Он пришел в незнакомом чужом коротком пальто, в солдатской гимнастерке, он опирался на большую тяжелую палку, шел, сильно припадая на левую ногу. Когда я бросилась к нему, спряталась у него на груди и не могли меня от него оторвать, он гладил меня теплой рукой, по лицу его лились слезы, но он улыбался и говорил: «Какие вы у меня хорошие, какие хорошие». Потом он достал Галькин мешочек, который был с ним и на фронте, и в госпитале, лежал на дне большого вещевого мешка, и мы увидели утенка на одной лапке, яблоко и сливу. Из мешочка Вася стал доставать то, что ему в госпитале дали на дорогу, других гостинцев он нам привезти не мог, но эти его гостинцы были самые вкусные — и черные сухари, и твердое печенье, и конфеты-подушечки, слипшиеся в розово-желтый тяжелый комок.

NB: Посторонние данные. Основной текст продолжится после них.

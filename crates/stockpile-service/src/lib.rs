//! Service layer for Stockpile
//!
//! This crate sits between the asset store and the callers that need fresh
//! assets. It provides:
//!
//! - **ProviderClient**: the seam to the upstream search API, with
//!   [`GiphyClient`] as the HTTP implementation
//! - **FreshnessCache**: claims the next unconsumed asset and refills the pool
//!   through a primary and a fallback query when it runs dry
//! - **Downloader**: fetches a claimed asset to local storage
//!
//! # Example
//!
//! ```rust,no_run
//! use std::sync::Arc;
//! use stockpile_db::MemoryAssetStore;
//! use stockpile_service::{FreshnessCache, FreshnessConfig, GiphyClient, GiphyConfig, NextAsset};
//!
//! # async fn example() -> Result<(), Box<dyn std::error::Error>> {
//! let store = Arc::new(MemoryAssetStore::new());
//! let provider = Arc::new(GiphyClient::new(GiphyConfig::new("api-key"))?);
//! let cache = FreshnessCache::new(store, provider, FreshnessConfig::default())?;
//!
//! match cache.get_next("aesthetic anime").await? {
//!     NextAsset::Found(asset) => println!("{} -> {}", asset.id, asset.source_url),
//!     NextAsset::Exhausted => println!("nothing fresh right now"),
//! }
//! # Ok(())
//! # }
//! ```

pub mod download;
pub mod error;
pub mod freshness;
pub mod giphy;
pub mod provider;

// Re-export main types for convenience
pub use download::{Downloader, HttpDownloader};
pub use error::{
    DownloadError, DownloadResult, ProviderError, ProviderResult, ServiceError, ServiceResult,
};
pub use freshness::{FreshnessCache, FreshnessConfig, MergeReport, NextAsset};
pub use giphy::{GiphyClient, GiphyConfig};
pub use provider::{FetchOutcome, ProviderClient};
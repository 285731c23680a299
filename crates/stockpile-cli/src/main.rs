//! Stockpile CLI
//!
//! Main entry point for working with the asset pool: claim (and download) the
//! next fresh asset, pre-warm the pool with a refill, or inspect its counters.

mod config;
mod telemetry;

use anyhow::{bail, Context, Result};
use clap::{Parser, Subcommand};
use std::sync::Arc;
use std::time::Duration;
use stockpile_db::{mask_redis_url, AssetStore, RedisAssetStore};
use stockpile_service::{
    Downloader, FreshnessCache, GiphyClient, HttpDownloader, NextAsset, ProviderClient,
};
use tracing::{error, info};

use config::AppConfig;

/// Command-line arguments
#[derive(Parser, Debug)]
#[command(author, version, about, long_about = None)]
struct Args {
    /// Configuration directory
    #[arg(short, long, env = "CONFIG_DIR", default_value = "config")]
    config_dir: String,

    /// Environment (development, production, etc.)
    #[arg(short, long, env = "ENVIRONMENT", default_value = "development")]
    environment: String,

    /// Redis URL
    #[arg(long, env = "REDIS_URL")]
    redis_url: Option<String>,

    /// Search provider API key
    #[arg(long, env = "GIPHY_API_KEY", hide_env_values = true)]
    api_key: Option<String>,

    /// Log level
    #[arg(long, env = "RUST_LOG")]
    log_level: Option<String>,

    /// Emit logs as JSON
    #[arg(long)]
    json_logs: bool,

    #[command(subcommand)]
    command: Command,
}

#[derive(Subcommand, Debug)]
enum Command {
    /// Claim the next fresh asset and download it
    Next {
        /// Search term for the primary refill tier
        #[arg(short, long)]
        query: Option<String>,

        /// Print the claimed asset instead of downloading it
        #[arg(long)]
        no_download: bool,
    },

    /// Fetch a batch from the provider and merge new assets into the pool
    Refill {
        /// Search term (defaults to the primary query)
        #[arg(short, long)]
        query: Option<String>,

        /// Batch size (defaults to the primary batch size)
        #[arg(short, long)]
        limit: Option<usize>,
    },

    /// Show pool counters
    Status,
}

#[tokio::main]
async fn main() -> Result<()> {
    // Load .env file if it exists
    dotenvy::dotenv().ok();

    let args = Args::parse();

    let mut config = AppConfig::load_or_default(&args.config_dir, &args.environment);

    // Override with command-line arguments
    if let Some(redis_url) = args.redis_url {
        config.redis.url = redis_url;
    }
    if let Some(api_key) = args.api_key {
        config.provider.api_key = api_key;
    }
    if let Some(log_level) = args.log_level {
        config.logging.level = log_level;
    }
    if args.json_logs {
        config.logging.json_format = true;
    }

    telemetry::init_with_config(
        telemetry::TelemetryConfig::new()
            .with_log_level(config.logging.level.clone())
            .with_json_format(config.logging.json_format)
            .with_target(config.logging.include_target),
    );

    info!("Environment: {}", args.environment);
    info!("Redis: {}", mask_redis_url(&config.redis.url));

    let store: Arc<dyn AssetStore> = Arc::new(
        RedisAssetStore::connect(config.store_config())
            .await
            .context("Failed to connect to the asset store")?,
    );

    match args.command {
        Command::Next { query, no_download } => {
            let cache = build_cache(&config, store)?;
            let query = query.unwrap_or_else(|| config.pool.primary_query.clone());
            run_next(&config, &cache, &query, no_download).await
        }
        Command::Refill { query, limit } => {
            let cache = build_cache(&config, store)?;
            let query = query.unwrap_or_else(|| config.pool.primary_query.clone());
            let limit = limit.unwrap_or(config.pool.default_limit);

            let report = cache
                .refill(&query, limit)
                .await
                .with_context(|| format!("Refill for {:?} failed", query))?;
            println!(
                "query={:?} status={} fetched={} inserted={} duplicates={}",
                report.query, report.status, report.fetched, report.inserted, report.duplicates
            );
            Ok(())
        }
        Command::Status => {
            let stats = store.stats().await.context("Failed to read pool counters")?;
            println!(
                "total={} unconsumed={} consumed={}",
                stats.total,
                stats.unconsumed,
                stats.consumed()
            );
            Ok(())
        }
    }
}

/// Wire the cache to the store and the configured provider
fn build_cache(config: &AppConfig, store: Arc<dyn AssetStore>) -> Result<FreshnessCache> {
    if config.provider.api_key.trim().is_empty() {
        bail!("No provider API key configured (set GIPHY_API_KEY or provider.api_key)");
    }

    let provider: Arc<dyn ProviderClient> = Arc::new(
        GiphyClient::new(config.provider_config()).context("Invalid provider configuration")?,
    );

    FreshnessCache::new(store, provider, config.freshness_config())
        .context("Invalid pool configuration")
}

/// Claim the next asset and optionally download it
async fn run_next(
    config: &AppConfig,
    cache: &FreshnessCache,
    query: &str,
    no_download: bool,
) -> Result<()> {
    let asset = match cache.get_next(query).await? {
        NextAsset::Found(asset) => asset,
        NextAsset::Exhausted => {
            bail!("Pool exhausted: no fresh asset for {:?} or the fallback query", query)
        }
    };

    if no_download {
        println!("{}\t{}", asset.id, asset.source_url);
        return Ok(());
    }

    let downloader = HttpDownloader::new(
        &config.download.directory,
        Duration::from_secs(config.download.timeout_seconds),
    )?;

    match downloader.download(&asset).await {
        Ok(path) => {
            println!("{}", path.display());
            Ok(())
        }
        Err(e) => {
            // the asset stays consumed; the next run picks a different one
            error!(asset_id = %asset.id, "Download failed: {}", e);
            Err(e.into())
        }
    }
}
//! Core domain models and types for Stockpile
//!
//! This crate contains the data structures shared by the store, provider and
//! cache layers: asset identifiers, stored asset records, provider candidates
//! and the result of a successful claim.

pub mod asset;
pub mod error;
pub mod types;

// Re-exports for convenience
pub use asset::{AssetRecord, CandidateRecord, ClaimedAsset};
pub use error::{PoolError, Result};
pub use types::{AssetId, ProviderStatus};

Нюра глядела на всех так, словно хотела по нашим лицам понять — действительно Вася приехал или нет, потом села рядом с Лизаветой-младшей, и они обе заплакали. Галя, Юлька, Тошка и я прижались к Васе, он обнимал нас всех и опять говорил: «Ах вы, хорошие мои». Этот день был для нас самым радостным за все дни войны.
Как играть Чехова? Валентин Плучек приглашает меня на «гастроль» в «Вишневый сад» играть Раневскую.
На гастролях в Харькове — с уютным театром и умной публикой, с зеленью парка и мягкой характерной речью прохожих — я играла «Королеву», «Ламанч» и первые «премьерные» спектакли «Чайки». «Чайка» — вторая для меня чеховская пьеса после «Трех сестер» в БДТ. После Маши, которая жила в городе, «где никто не понимает музыки», Маши, которая завидовала перелетным птицам и говорила в конце пьесы самую страшную для человека фразу: «Все равно», — я играю Аркадину, бывшую Треплеву, в девичестве Сорину, и пытаюсь соединить эти фамилии, три конкретных понятия — «Аркадия», «трепло» и «сор» — в живой и узнаваемый образ.
У Чехова нет случайностей, нет маловажного, и если Маша из Прозоровой стала Кулыгиной, по российской неотвратимости и несчастью, то это только для графы «семейного положения», а по сути Маша — Вершинина, ее «мой» — полковник Вершинин, который говорит о будущей жизни и верит, что она «будет изумительна, прекрасна». Итак, я играла Машу Вершинину. А как быть с Ириной Николаевной Аркадиной по сцене, по мужу Треп-левой, в девичестве Сориной? Она читает Некрасова наизусть (поэта гражданского), ведь могла же она читать Фета и Полонского, Надсона и Фофанова? Но читает именно про музу, которую бьют кнутом, а не про море, где «волна на волну набегает». Она «за больными ухаживает, как ангел», и моет в корыте детей прачки, и делает это не для того, чтобы похваляться благодеяниями своими (она забывает об этих благодеяниях), а по внутренней потребности.